Less than a week after the US, Russia and the other 15 members of the International Syria Support Group agreed in Munich on a "cessation of hostilities" by the end of this week, the five-year-old conflict appears to be closer than ever to erupting into a regional and potentially global conflict.
Syrian President Assad issued a warning to this effect on Monday, saying that any ground invasion of Syria would have "global repercussions" and that Turkish and Saudi forces would find that such an adventure would be no "picnic."
Assad's statement follows similar warnings by Russian Prime Minister Dimitri Medvedev, who said last week that such an intervention would pose the danger of "sparking a new world war."
The hysteria being whipped up over the 50 civilian casualties reported on Monday is an indication that the threat of a wider war is steadily growing. The French and British governments followed Turkey in alleging that the Syrian and Russian governments were guilty of "war crimes."
More substantively, German Chancellor Angela Merkel voiced her support for a "no-fly zone," a long-time demand of the Turkish government, which wants to carve out a cordon of Syrian territory as a means of better organizing the war for regime-change, quelling the Kurds and containing the flow of refugees.
Russia denied responsibility for the attacks on the schools and hospitals, insisting that it had no forces capable of firing the missiles that were said to have hit them. The worst of the attacks took place in Azaz, where Prime Minister Davutoglu vowed Turkey would mount "a severe response" to the Kurdish offensive.
The Syrian ambassador to Moscow, Riad Haddad, charged that one of the hospitals had been the target of a US air strike.

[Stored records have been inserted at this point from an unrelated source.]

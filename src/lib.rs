//! Resume tailor library

pub mod cli;
pub mod config;
pub mod error;
pub mod external;
pub mod input;
pub mod job_types;
pub mod output;
pub mod processing;
pub mod workflow;

pub use config::Config;
pub use error::{Result, ResumeTailorError};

The furor over alleged Russian and Syrian government "war crimes" stands in stark contrast to the utter silence of Western governments and media over the deaths of civilians resulting from air strikes by the US-led coalition, which have killed roughly 1,000 in Iraq and Syria since they began in August 2014.
Amid the growing international tensions, it was announced in Syria that Hashem al-Sheikh, also known as Abu Jaber, has been named the new commander of the so-called "rebels" resisting the Syrian government advance on the city of Aleppo. He was, until last September, the leader of Ahrar al-Sham, a hardline Salafist jihadi militia founded by Al Qaeda veterans from Afghanistan. It has fought in close alliance with Al Qaeda's Syrian affiliate, the al-Nusra Front, as well as Chechen Islamist fighters. These are the elements that Washington and its allies routinely refer to as the "moderate opposition."